C ++用模板增强lexical_cast吗？

Question

I'm trying to build a class that stores program settings as a std::map. Since all the program settings are stored as strings I'd like an accessor method that can return the program setting casted to the relevant type. I'm new to templating in C++ and this is my first attempt:

class Settings
{
public:
    Settings(void);
    virtual ~Settings(void);

    enum SettingName {HomePageUrl, WindowWidth};

    template<class T>
    T Get(SettingName name)
    {
        return boost::lexical_cast<T>(settings_[name]);
    }

    template<class T>
    void Set(SettingName name, T value)
    {
        settings_[name] = boost::lexical_cast<CString>(value);
    }

private:
    std::map<SettingName, CString> settings_;

};  

However, I'm getting a compiler errors:

...boost\boost_1_46_1\boost\lexical_cast.hpp(776): error C2678: binary '>>' :
no operator found which takes a left-hand operand of type
'std::basic_istream<_Elem,_Traits>' (or there is no acceptable conversion)

..settings.h(33) : see reference to function template instantiation
'Target boost::lexical_cast<CString,T>(const Source &)' being compiled

With boost the error output is very long and I'm not really sure what's wrong with it.

Answer 1

CString没有任何运算符<<考虑使用std :: string

Answer 2

binary '>>' : no operator found which takes a left-hand operand of type 'std::basic_istream<_Elem,_Traits>'

lexical_cast basically tries to write the object into a stream object.

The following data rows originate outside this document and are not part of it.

//! API Middleware
//!
//! Contains middleware for:
//! - Access logging with request correlation and failure containment

pub mod access_log;

pub use access_log::access_log_middleware;
//! Direct error simulations, one route per status

use axum::{extract::Path, http::StatusCode};
use std::time::Duration;

use crate::utils::AppError;

pub async fn simulate_error(Path(code): Path<u16>) -> AppError {
    match code {
        400 => AppError::simulated(StatusCode::BAD_REQUEST, "Invalid request parameters"),
        404 => AppError::not_found("Resource not found"),
        500 => {
            tokio::time::sleep(Duration::from_millis(150)).await;
            AppError::simulated(StatusCode::INTERNAL_SERVER_ERROR, "Internal server error")
        }
        503 => {
            tokio::time::sleep(Duration::from_millis(600)).await;
            AppError::simulated(
                StatusCode::SERVICE_UNAVAILABLE,
                "Service temporarily unavailable",
            )
        }
        _ => AppError::not_found("Resource not found"),
    }
}
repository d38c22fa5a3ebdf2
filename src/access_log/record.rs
use axum::http::Method;
use chrono::{DateTime, Local};
use uuid::Uuid;

use super::format::{method_style, LatencyBucket, LatencyThresholds, StatusClass, Style};

pub const TIMESTAMP_FORMAT: &str = "%Y/%m/%d - %H:%M:%S";

/// One inbound exchange, as seen by the access log.
///
/// Built when the middleware receives the request, completed once the
/// handler chain has produced a response, then rendered exactly once.
#[derive(Debug, Clone)]
pub struct RequestRecord {
    pub timestamp: DateTime<Local>,
    pub method: Method,
    /// Route path with the query string appended, if any
    pub path: String,
    pub client_host: String,
    pub correlation_id: Uuid,
    pub status: u16,
    pub latency_ms: f64,
    pub response_size: String,
}

impl RequestRecord {
    pub fn status_class(&self) -> StatusClass {
        StatusClass::classify(self.status)
    }

    pub fn latency_bucket(&self, thresholds: &LatencyThresholds) -> LatencyBucket {
        LatencyBucket::classify(self.latency_ms, thresholds)
    }

    /// Fixed-width, single-line rendering:
    /// timestamp, status, latency, size, client, method, path, correlation id.
    pub fn render(&self, thresholds: &LatencyThresholds, colored: bool) -> String {
        let timestamp = self.timestamp.format(TIMESTAMP_FORMAT).to_string();
        let columns = [
            Style::dim().paint(format!("{:<19}", timestamp), colored),
            self.status_class()
                .style()
                .paint(format!("{:<6}", self.status), colored),
            self.latency_bucket(thresholds)
                .style()
                .paint(format!("{:>8.2}ms", self.latency_ms), colored),
            Style::dim().paint(format!("{:>7}", self.response_size), colored),
            Style::dim().paint(format!("{:<15}", self.client_host), colored),
            method_style(&self.method).paint(format!("{:<7}", self.method.as_str()), colored),
            Style::bold().paint(format!("{:<30}", self.path), colored),
            Style::fg(crossterm::style::Color::Cyan)
                .paint(self.correlation_id.to_string(), colored),
        ];
        columns.join(" ")
    }
}
//! Access Log Middleware
//!
//! Wraps every exchange: assigns a correlation id, times the full handler
//! path, contains handler failures, and writes one access line per request.

use axum::{
    body::{Body, HttpBody},
    extract::{ConnectInfo, State},
    http::{header, HeaderName, HeaderValue, Request, StatusCode},
    middleware::Next,
    response::{IntoResponse, Response},
};
use futures::FutureExt;
use std::any::Any;
use std::net::SocketAddr;
use std::panic::AssertUnwindSafe;
use std::time::Instant;
use tracing::Instrument;
use uuid::Uuid;

use crate::access_log::{AccessLog, RequestRecord};
use crate::utils::{internal_error_response, HandlerFault};

pub const FAVICON_PATH: &str = "/favicon.ico";
pub static REQUEST_ID_HEADER: HeaderName = HeaderName::from_static("x-request-id");

/// How the handler chain finished
enum Outcome {
    Completed(Response),
    Faulted(String),
}

impl Outcome {
    fn from_response(mut response: Response) -> Self {
        match response.extensions_mut().remove::<HandlerFault>() {
            Some(fault) => Outcome::Faulted(fault.detail),
            None => Outcome::Completed(response),
        }
    }
}

pub async fn access_log_middleware(
    State(access_log): State<AccessLog>,
    request: Request<Body>,
    next: Next,
) -> Response {
    if request.uri().path() == FAVICON_PATH {
        return (
            StatusCode::NO_CONTENT,
            [(header::CACHE_CONTROL, access_log.favicon_cache_control())],
        )
            .into_response();
    }

    let start = Instant::now();
    let timestamp = chrono::Local::now();
    let client_host = request
        .extensions()
        .get::<ConnectInfo<SocketAddr>>()
        .map(|ConnectInfo(addr)| addr.ip().to_string())
        .unwrap_or_else(|| "unknown".to_string());
    let correlation_id = Uuid::new_v4();
    let method = request.method().clone();
    let path = match request.uri().query() {
        Some(query) => format!("{}?{}", request.uri().path(), query),
        None => request.uri().path().to_string(),
    };

    let span = tracing::info_span!("request", request_id = %correlation_id);
    let outcome = match AssertUnwindSafe(next.run(request).instrument(span))
        .catch_unwind()
        .await
    {
        Ok(response) => Outcome::from_response(response),
        Err(panic) => Outcome::Faulted(panic_message(panic.as_ref())),
    };

    let mut response = match outcome {
        Outcome::Completed(response) => response,
        Outcome::Faulted(detail) => {
            tracing::error!(
                request_id = %correlation_id,
                method = %method,
                path = %path,
                "Unhandled failure while handling request: {}",
                detail
            );
            internal_error_response()
        }
    };

    if let Ok(value) = HeaderValue::from_str(&correlation_id.to_string()) {
        response.headers_mut().insert(REQUEST_ID_HEADER.clone(), value);
    }

    let latency_ms = start.elapsed().as_secs_f64() * 1000.0;
    let record = RequestRecord {
        timestamp,
        method,
        path,
        client_host,
        correlation_id,
        status: response.status().as_u16(),
        latency_ms,
        response_size: crate::access_log::format::size_label(
            response_length(&response).as_deref(),
        ),
    };
    access_log.emit(&record);

    response
}

/// `Content-Length` as it will go out on the wire: the header when the handler
/// set one, otherwise the exact body size hyper will advertise.
fn response_length(response: &Response) -> Option<String> {
    if let Some(value) = response.headers().get(header::CONTENT_LENGTH) {
        return Some(String::from_utf8_lossy(value.as_bytes()).into_owned());
    }
    response
        .body()
        .size_hint()
        .exact()
        .map(|bytes| bytes.to_string())
}

fn panic_message(panic: &(dyn Any + Send)) -> String {
    if let Some(message) = panic.downcast_ref::<&str>() {
        format!("handler panicked: {}", message)
    } else if let Some(message) = panic.downcast_ref::<String>() {
        format!("handler panicked: {}", message)
    } else {
        "handler panicked".to_string()
    }
}
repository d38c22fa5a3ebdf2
pub mod traffic;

you need << and >> operator defined to write to a stream in the class you're using for it to work. (depends if you're reading or writing)

Answer 3

As shown in the documentation , boost::lexical_cast does its conversion based on the presence of several things. The source type must have an operator<< that takes a std::ostream (or std::wostream), and the destination type must have an operator>> that takes a std::istream (or std::wistream). The first parameter to these function is a non-const reference to the stream, and the second parameter is a reference to the type to send/construct.

In order to convert a setting name to a T, that T must have an operator>> that takes an input stream. Similarly, in order to convert to a CString, there must be an operator<< that takes an output stream.